The ongoing work-to-rule action by Customs, opposing amendments to the Customs Ordinance, is already causing delays in the clearance of imported goods at the ports. This strike will further exacerbate these delays.

The Joint Chambers of Commerce urge Customs officers to call off both the ongoing work-to-rule action and the planned strike on July 4-5. They state that the work-to-rule action has caused significant delays in clearing import cargo, resulting in supply chain disruptions, and delays in production and delivery.

It seems that the main opposition by the Trade Unions to the bill/amendments is that they are not given enough consideration or the opportunity to be involved in the drafting process of these bills by the Ministry.

The government has been on a roll in the last 2 years, passing 75+ new laws without giving deserved scrutiny in some cases.

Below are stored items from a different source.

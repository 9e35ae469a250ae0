/// Outcome of parsing one chunk of source: the (possibly partial) program plus every error found.
#[derive(Debug, Clone, PartialEq)]
pub struct Parsed {
    pub program: Program,
    pub errors: Vec<ParseError>,
}

impl Parsed {
    /// `true` when no errors were reported.
    pub fn is_ok(&self) -> bool {
        self.errors.is_empty()
    }

    /// Collapse into a `Result`, dropping the partial program when there were errors.
    ///
    /// ## Errors
    /// Returns every collected [`ParseError`] if at least one statement failed to parse.
    pub fn into_result(self) -> Result<Program, Vec<ParseError>> {
        if self.errors.is_empty() {
            Ok(self.program)
        } else {
            Err(self.errors)
        }
    }
}

/// Tokenize and parse a source string.
///
/// This is the main public entrypoint for parsing.
#[tracing::instrument(skip_all, fields(source_len = source.len()))]
pub fn parse(source: &str) -> Parsed {
    let mut parser = Parser::new(Lexer::new(source));
    let program = parser.parse_program();
    let errors = parser.into_errors();
    tracing::debug!(
        statement_count = program.statements.len(),
        error_count = errors.len(),
        "parsed source"
    );
    Parsed { program, errors }
}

These bills are usually presented to the parliament and passed after a couple of days of debate without much scrutiny.

Technical people who draft these amendments often lack the understanding of practical implications of such amendments. When it’s tied to revenue, businesses and lawyers quickly find loopholes in these acts to delay or avoid paying due taxes.

The government has created massive loopholes in the past by meddling with existing legal frameworks, pushing amendments without proper consideration of the whole legal framework and allowing businesses to use the loopholes to avoid paying taxes or getting penalized, significantly hampering revenue collection. Two famous examples are: Over the years, with various amendments, the IRD legal framework in Sri Lanka allowed individuals to submit up to four appeals without paying taxes, leading to a backlog that can take up to 15 years to process, piling up taxes due upto 943 billion+ rupees.

The Foreign Exchange Act, which was enacted in 2017 after repealing the 1953 Exchange Control Act. The 1953 act regulated foreign exchange transfers. But the 2017 act created a loophole, making it not a violation to not receive goods after sending foreign currency abroad. This loophole caused massive forex outflow from the country during the economic crisis period.